Development and emergencies2018-05-17 Part of a series: Questions to ask your interviewer
¶In my career I have worked for 6 different companies, ranging from 4th hire at a startup to a senior developer at a Fortune 100 financial company. This leaves me an uncommon perspective on how a wide range of companies operate. Changing jobs so many times has given me a lot of experience interviewing, as well.
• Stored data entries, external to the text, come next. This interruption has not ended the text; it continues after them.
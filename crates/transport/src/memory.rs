//! In-memory transport with a lagging sent store and failure injection.
//!
//! Sent items only become visible to `query_sent` after a configurable delay,
//! measured on tokio's clock so paused-time tests control it.

use std::collections::HashSet;
use std::path::{Path, PathBuf};
use std::sync::{Mutex, MutexGuard};
use std::time::Duration;

use async_trait::async_trait;
use chrono::{DateTime, Utc};
use tokio::time::Instant;
use uuid::Uuid;

use mailrun_common::error::TransportError;
use mailrun_common::types::{ArchiveFormat, OutgoingMessage, RecordId, SentQuery, SentRecord};

use crate::{ArchivedMessage, MailTransport, Result};

#[derive(Debug, Clone)]
struct StoredItem {
    record: SentRecord,
    message: OutgoingMessage,
    visible_at: Instant,
}

#[derive(Debug, Default)]
struct State {
    sent: Vec<StoredItem>,
    drafts: Vec<OutgoingMessage>,
    failing_recipients: HashSet<String>,
    save_failures_remaining: u32,
    reject_ansi: bool,
    hide_attachment_counts: bool,
    visibility_delay: Duration,
    saved_paths: Vec<PathBuf>,
    duplicates_created: usize,
    deleted: Vec<RecordId>,
    queries: usize,
}

/// Transport double backed by process memory.
#[derive(Debug, Default)]
pub struct MemoryTransport {
    state: Mutex<State>,
}

impl MemoryTransport {
    pub fn new() -> Self {
        Self::default()
    }

    /// Delay between a successful send and the item showing up in queries.
    pub fn with_visibility_delay(self, delay: Duration) -> Self {
        self.state().visibility_delay = delay;
        self
    }

    /// Make the next `count` `save_as` calls fail as if the item were locked.
    pub fn with_save_failures(self, count: u32) -> Self {
        self.state().save_failures_remaining = count;
        self
    }

    /// Refuse `ArchiveFormat::Msg`, accepting only the Unicode variant.
    pub fn rejecting_ansi_format(self) -> Self {
        self.state().reject_ansi = true;
        self
    }

    /// Report `attachment_count: None`, as stores that cannot count attachments do.
    pub fn without_attachment_counts(self) -> Self {
        self.state().hide_attachment_counts = true;
        self
    }

    /// Reject sends whose `to` contains `address` (case-insensitive).
    pub fn fail_sends_to(&self, address: &str) {
        self.state()
            .failing_recipients
            .insert(address.to_lowercase());
    }

    pub fn clear_send_failures(&self) {
        self.state().failing_recipients.clear();
    }

    /// Seed the sent store with an item that was not sent through this session.
    pub fn insert_sent_record(
        &self,
        subject: &str,
        sent_on: DateTime<Utc>,
        attachment_count: Option<usize>,
    ) -> RecordId {
        let id = RecordId(Uuid::new_v4().to_string());
        let item = StoredItem {
            record: SentRecord {
                id: id.clone(),
                subject: subject.to_string(),
                sent_on,
                attachment_count,
            },
            message: OutgoingMessage {
                to: String::new(),
                cc: String::new(),
                bcc: String::new(),
                subject: subject.to_string(),
                html_body: String::new(),
                attachments: Vec::new(),
            },
            visible_at: Instant::now(),
        };
        self.state().sent.push(item);
        id
    }

    pub fn sent_messages(&self) -> Vec<OutgoingMessage> {
        self.state().sent.iter().map(|i| i.message.clone()).collect()
    }

    pub fn drafts(&self) -> Vec<OutgoingMessage> {
        self.state().drafts.clone()
    }

    pub fn saved_paths(&self) -> Vec<PathBuf> {
        self.state().saved_paths.clone()
    }

    pub fn duplicates_created(&self) -> usize {
        self.state().duplicates_created
    }

    pub fn deleted(&self) -> Vec<RecordId> {
        self.state().deleted.clone()
    }

    pub fn query_count(&self) -> usize {
        self.state().queries
    }

    fn state(&self) -> MutexGuard<'_, State> {
        self.state.lock().unwrap_or_else(|poisoned| poisoned.into_inner())
    }
}

#[async_trait]
impl MailTransport for MemoryTransport {
    async fn send(&self, message: &OutgoingMessage) -> Result<()> {
        let mut state = self.state();
        let to = message.to.to_lowercase();
        if let Some(addr) = state.failing_recipients.iter().find(|a| to.contains(a.as_str())) {
            return Err(TransportError::Rejected(format!("recipient {} refused", addr)));
        }

        let attachment_count = (!state.hide_attachment_counts).then_some(message.attachments.len());
        let item = StoredItem {
            record: SentRecord {
                id: RecordId(Uuid::new_v4().to_string()),
                subject: message.subject.clone(),
                sent_on: Utc::now(),
                attachment_count,
            },
            message: message.clone(),
            visible_at: Instant::now() + state.visibility_delay,
        };
        state.sent.push(item);
        Ok(())
    }

    async fn save_draft(&self, message: &OutgoingMessage) -> Result<()> {
        let mut state = self.state();
        let to = message.to.to_lowercase();
        if let Some(addr) = state.failing_recipients.iter().find(|a| to.contains(a.as_str())) {
            return Err(TransportError::Rejected(format!("recipient {} refused", addr)));
        }
        state.drafts.push(message.clone());
        Ok(())
    }

    async fn query_sent(&self, query: &SentQuery) -> Result<Vec<SentRecord>> {
        let mut state = self.state();
        state.queries += 1;
        let now = Instant::now();

        let mut found: Vec<SentRecord> = state
            .sent
            .iter()
            .filter(|i| i.visible_at <= now)
            .filter(|i| i.record.subject == query.subject && i.record.sent_on >= query.sent_after)
            .map(|i| i.record.clone())
            .collect();
        found.sort_by(|a, b| b.sent_on.cmp(&a.sent_on));
        found.truncate(query.limit);
        Ok(found)
    }

    async fn duplicate(&self, record: &RecordId) -> Result<RecordId> {
        let mut state = self.state();
        let original = state
            .sent
            .iter()
            .find(|i| &i.record.id == record)
            .cloned()
            .ok_or_else(|| TransportError::NotFound(record.to_string()))?;

        let id = RecordId(Uuid::new_v4().to_string());
        let mut copy = original;
        copy.record.id = id.clone();
        copy.visible_at = Instant::now();
        state.sent.push(copy);
        state.duplicates_created += 1;
        Ok(id)
    }

    async fn save_as(&self, record: &RecordId, path: &Path, format: ArchiveFormat) -> Result<()> {
        let archived = {
            let mut state = self.state();
            if format == ArchiveFormat::Msg && state.reject_ansi {
                return Err(TransportError::UnsupportedFormat(format.to_string()));
            }
            if state.save_failures_remaining > 0 {
                state.save_failures_remaining -= 1;
                return Err(TransportError::Unavailable(format!("record {} is locked", record)));
            }
            let item = state
                .sent
                .iter()
                .find(|i| &i.record.id == record)
                .ok_or_else(|| TransportError::NotFound(record.to_string()))?;
            ArchivedMessage {
                format,
                id: item.record.id.clone(),
                sent_on: item.record.sent_on,
                message: item.message.clone(),
            }
        };

        let bytes = serde_json::to_vec_pretty(&archived)?;
        tokio::fs::write(path, bytes).await?;
        self.state().saved_paths.push(path.to_path_buf());
        Ok(())
    }

    async fn delete(&self, record: &RecordId) -> Result<()> {
        let mut state = self.state();
        let before = state.sent.len();
        state.sent.retain(|i| &i.record.id != record);
        if state.sent.len() == before {
            return Err(TransportError::NotFound(record.to_string()));
        }
        state.deleted.push(record.clone());
        Ok(())
    }

    fn name(&self) -> &'static str {
        "memory"
    }
}
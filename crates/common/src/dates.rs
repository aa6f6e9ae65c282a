//! Reporting period parsing and the localized date formats templates expose.

use chrono::{Datelike, NaiveDate};
use serde::{Deserialize, Serialize};

use crate::error::AppError;

const ISO_FORMAT: &str = "%Y-%m-%d";

/// Inclusive reporting period for a batch. `start <= end` always holds.
#[derive(Debug, Clone, Copy, PartialEq, Eq, Serialize, Deserialize)]
pub struct DateRange {
    start: NaiveDate,
    end: NaiveDate,
}

impl DateRange {
    pub fn new(start: NaiveDate, end: NaiveDate) -> Result<Self, AppError> {
        if end < start {
            return Err(AppError::DateRange(format!(
                "end date {} is before start date {}",
                end.format(ISO_FORMAT),
                start.format(ISO_FORMAT)
            )));
        }
        Ok(Self { start, end })
    }

    /// Parse two `YYYY-MM-DD` strings.
    pub fn parse(start: &str, end: &str) -> Result<Self, AppError> {
        Self::new(parse_iso(start)?, parse_iso(end)?)
    }

    pub fn start(&self) -> NaiveDate {
        self.start
    }

    pub fn end(&self) -> NaiveDate {
        self.end
    }

    pub fn start_iso(&self) -> String {
        self.start.format(ISO_FORMAT).to_string()
    }

    pub fn end_iso(&self) -> String {
        self.end.format(ISO_FORMAT).to_string()
    }

    /// e.g. `2025年12月1日至2025年12月20日`
    pub fn range_cn(&self) -> String {
        format!("{}至{}", cn_date(self.start), cn_date(self.end))
    }
}

fn parse_iso(raw: &str) -> Result<NaiveDate, AppError> {
    NaiveDate::parse_from_str(raw.trim(), ISO_FORMAT).map_err(|_| {
        AppError::DateRange(format!("'{}' is not a YYYY-MM-DD date", raw.trim()))
    })
}

/// Long-form Chinese date without zero padding: `2025年12月20日`.
pub fn cn_date(date: NaiveDate) -> String {
    format!("{}年{}月{}日", date.year(), date.month(), date.day())
}

#[cfg(test)]
mod tests {
    use super::*;

    #[test]
    fn test_parse_valid_range() {
        let range = DateRange::parse("2025-12-01", "2025-12-20").unwrap();
        assert_eq!(range.start_iso(), "2025-12-01");
        assert_eq!(range.end_iso(), "2025-12-20");
    }

    #[test]
    fn test_single_day_range_allowed() {
        assert!(DateRange::parse("2025-03-04", "2025-03-04").is_ok());
    }

    #[test]
    fn test_end_before_start_rejected() {
        let err = DateRange::parse("2025-12-20", "2025-12-01").unwrap_err();
        assert!(matches!(err, AppError::DateRange(_)));
    }

    #[test]
    fn test_unparsable_date_rejected() {
        let err = DateRange::parse("2025/12/01", "2025-12-20").unwrap_err();
        assert!(matches!(err, AppError::DateRange(_)));
    }

    #[test]
    fn test_cn_formats_have_no_padding() {
        let range = DateRange::parse("2025-03-04", "2025-12-20").unwrap();
        assert_eq!(cn_date(range.start()), "2025年3月4日");
        assert_eq!(range.range_cn(), "2025年3月4日至2025年12月20日");
    }
}
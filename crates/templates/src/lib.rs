//! Template rendering for subjects and bodies.

pub mod placeholder;
pub mod render;
pub mod style;

pub use placeholder::{Placeholder, PlaceholderContext};
pub use render::{render_body, render_subject};
pub use style::{BodyStyle, FontPreset};
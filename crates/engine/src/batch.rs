//! Batch-level inputs, validated before any message is dispatched.

use std::path::Path;

use mailrun_common::dates::DateRange;
use mailrun_common::error::AppError;
use mailrun_common::types::ConfigRow;
use mailrun_directory::attachments::{AttachmentSet, AttachmentSource};
use mailrun_directory::parse_directory_file;
use mailrun_templates::PlaceholderContext;

/// Everything a run needs besides the transport.
#[derive(Debug, Clone)]
pub struct BatchInputs {
    pub rows: Vec<ConfigRow>,
    pub dates: DateRange,
    pub context: PlaceholderContext,
    pub attachments: AttachmentSet,
}

impl BatchInputs {
    /// Validate dates, load the directory and resolve attachments. Any error
    /// here aborts the run before the transport is touched.
    pub fn prepare(
        directory: &Path,
        start: &str,
        end: &str,
        attachments: &AttachmentSource,
    ) -> Result<Self, AppError> {
        let dates = DateRange::parse(start, end)?;
        let rows = parse_directory_file(directory)?;
        let attachments = attachments.resolve()?;

        tracing::info!(
            directory = %directory.display(),
            rows = rows.len(),
            attachments = attachments.len(),
            range = %dates.range_cn(),
            "Batch inputs ready"
        );

        Ok(Self {
            context: PlaceholderContext::for_dates(&dates),
            rows,
            dates,
            attachments,
        })
    }
}

#[cfg(test)]
mod tests {
    use super::*;
    use mailrun_templates::Placeholder;

    const DIRECTORY: &str = "sequence_id,group_name,to,subject_template,body_template\n\
                             1,West,a@x.com,Report {start_date},Hi\n";

    fn setup() -> (tempfile::TempDir, std::path::PathBuf, AttachmentSource) {
        let dir = tempfile::tempdir().unwrap();
        let directory = dir.path().join("mail_config.csv");
        std::fs::write(&directory, DIRECTORY).unwrap();
        let files = dir.path().join("files");
        std::fs::create_dir(&files).unwrap();
        std::fs::write(files.join("a.pdf"), b"x").unwrap();
        (dir, directory, AttachmentSource::Directory(files))
    }

    #[test]
    fn test_prepare_builds_context() {
        let (_dir, directory, source) = setup();
        let inputs = BatchInputs::prepare(&directory, "2025-12-01", "2025-12-20", &source).unwrap();
        assert_eq!(inputs.rows.len(), 1);
        assert_eq!(inputs.attachments.len(), 1);
        assert_eq!(inputs.context.get(Placeholder::StartDate), Some("2025-12-01"));
        assert_eq!(inputs.context.get(Placeholder::GroupName), None);
    }

    #[test]
    fn test_bad_dates_fail_first() {
        let (_dir, directory, _) = setup();
        let missing = AttachmentSource::Files(vec![]);
        let err = BatchInputs::prepare(&directory, "2025-12-20", "2025-12-01", &missing).unwrap_err();
        assert!(matches!(err, AppError::DateRange(_)));
    }

    #[test]
    fn test_empty_attachments_abort() {
        let (dir, directory, _) = setup();
        let empty = dir.path().join("empty");
        std::fs::create_dir(&empty).unwrap();
        let err = BatchInputs::prepare(
            &directory,
            "2025-12-01",
            "2025-12-20",
            &AttachmentSource::Directory(empty),
        )
        .unwrap_err();
        assert!(matches!(err, AppError::Attachment(_)));
    }
}
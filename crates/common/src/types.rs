use std::path::PathBuf;

use chrono::{DateTime, Utc};
use serde::{Deserialize, Serialize};

/// One directory entry: a recipient group and its message templates.
#[derive(Debug, Clone, PartialEq, Eq, Serialize, Deserialize)]
pub struct ConfigRow {
    /// Stable identity used to target retries. Duplicates are allowed.
    pub sequence_id: String,
    pub group_name: String,
    pub to: String,
    pub cc: String,
    pub bcc: String,
    pub subject_template: String,
    pub body_template: String,
}

/// Whether a run creates drafts or actually sends.
#[derive(Debug, Clone, Copy, PartialEq, Eq, Serialize, Deserialize)]
#[serde(rename_all = "lowercase")]
pub enum DispatchMode {
    Draft,
    Send,
}

impl std::fmt::Display for DispatchMode {
    fn fmt(&self, f: &mut std::fmt::Formatter<'_>) -> std::fmt::Result {
        match self {
            DispatchMode::Draft => write!(f, "draft"),
            DispatchMode::Send => write!(f, "send"),
        }
    }
}

/// Result of dispatching a single row.
#[derive(Debug, Clone, PartialEq, Eq, Serialize, Deserialize)]
pub enum DispatchOutcome {
    Drafted,
    Sent,
    SentAndArchived(PathBuf),
    Failed(String),
}

impl DispatchOutcome {
    pub fn is_success(&self) -> bool {
        !matches!(self, DispatchOutcome::Failed(_))
    }

    pub fn archived_path(&self) -> Option<&PathBuf> {
        match self {
            DispatchOutcome::SentAndArchived(path) => Some(path),
            _ => None,
        }
    }
}

impl std::fmt::Display for DispatchOutcome {
    fn fmt(&self, f: &mut std::fmt::Formatter<'_>) -> std::fmt::Result {
        match self {
            DispatchOutcome::Drafted => write!(f, "Saved to Drafts"),
            DispatchOutcome::Sent => write!(f, "Sent"),
            DispatchOutcome::SentAndArchived(path) => {
                write!(f, "Sent (archived: {})", path.display())
            }
            DispatchOutcome::Failed(reason) => write!(f, "Failed: {}", reason),
        }
    }
}

/// A fully rendered message ready to hand to a transport.
#[derive(Debug, Clone, PartialEq, Eq, Serialize, Deserialize)]
pub struct OutgoingMessage {
    pub to: String,
    pub cc: String,
    pub bcc: String,
    pub subject: String,
    pub html_body: String,
    pub attachments: Vec<PathBuf>,
}

/// Opaque handle to an item in a transport's sent store.
#[derive(Debug, Clone, PartialEq, Eq, Hash, Serialize, Deserialize)]
pub struct RecordId(pub String);

impl std::fmt::Display for RecordId {
    fn fmt(&self, f: &mut std::fmt::Formatter<'_>) -> std::fmt::Result {
        write!(f, "{}", self.0)
    }
}

/// An item as returned by a sent-store query.
#[derive(Debug, Clone, PartialEq, Eq, Serialize, Deserialize)]
pub struct SentRecord {
    pub id: RecordId,
    pub subject: String,
    pub sent_on: DateTime<Utc>,
    /// `None` when the store cannot report attachment counts
    pub attachment_count: Option<usize>,
}

/// Sent-store filter: subject equality plus a minimum send time.
#[derive(Debug, Clone, PartialEq, Eq)]
pub struct SentQuery {
    pub subject: String,
    pub sent_after: DateTime<Utc>,
    /// Maximum number of most-recent items to return
    pub limit: usize,
}

/// On-disk message formats a transport may be asked to save in.
#[derive(Debug, Clone, Copy, PartialEq, Eq, Serialize, Deserialize)]
#[serde(rename_all = "snake_case")]
pub enum ArchiveFormat {
    Msg,
    MsgUnicode,
}

impl std::fmt::Display for ArchiveFormat {
    fn fmt(&self, f: &mut std::fmt::Formatter<'_>) -> std::fmt::Result {
        match self {
            ArchiveFormat::Msg => write!(f, "msg"),
            ArchiveFormat::MsgUnicode => write!(f, "msg_unicode"),
        }
    }
}

#[cfg(test)]
mod tests {
    use super::*;

    #[test]
    fn test_outcome_success_classification() {
        assert!(DispatchOutcome::Drafted.is_success());
        assert!(DispatchOutcome::Sent.is_success());
        assert!(DispatchOutcome::SentAndArchived(PathBuf::from("a.msg")).is_success());
        assert!(!DispatchOutcome::Failed("boom".into()).is_success());
    }

    #[test]
    fn test_outcome_display() {
        assert_eq!(DispatchOutcome::Drafted.to_string(), "Saved to Drafts");
        assert_eq!(
            DispatchOutcome::Failed("rejected".into()).to_string(),
            "Failed: rejected"
        );
    }

    #[test]
    fn test_mode_serializes_lowercase() {
        let json = serde_json::to_string(&DispatchMode::Send).unwrap();
        assert_eq!(json, "\"send\"");
    }
}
¶I’ve compiled a list of questions that I ask, wish I had asked, or plan to ask in the future. Each question has details about why I find that question valuable and what answers I expect. It ended up being a lot longer than I expected, so I’m splitting it up into several parts so it isn’t too overwhelming:
- The onboarding process, workplace, and team
- The development environment and emergency situations (this one)
- Personal growth
- Project management
¶The development environment is a product of the developers building it and the culture created by managers, and a good development environment means fewer emergencies. I read something years ago that stuck with me: “Instead of saying ‘I don’t have time’ try saying ‘it’s not a priority,’ and see how that feels.” (As best I can tell, it’s from a 2012 Wall Street Journal piece by Laura Vanderkam). Given competing priorities, too many companies forego maintenance tasks. “There isn’t time this sprint,” is something I’ve heard all too often. “We’ll pick it up later.”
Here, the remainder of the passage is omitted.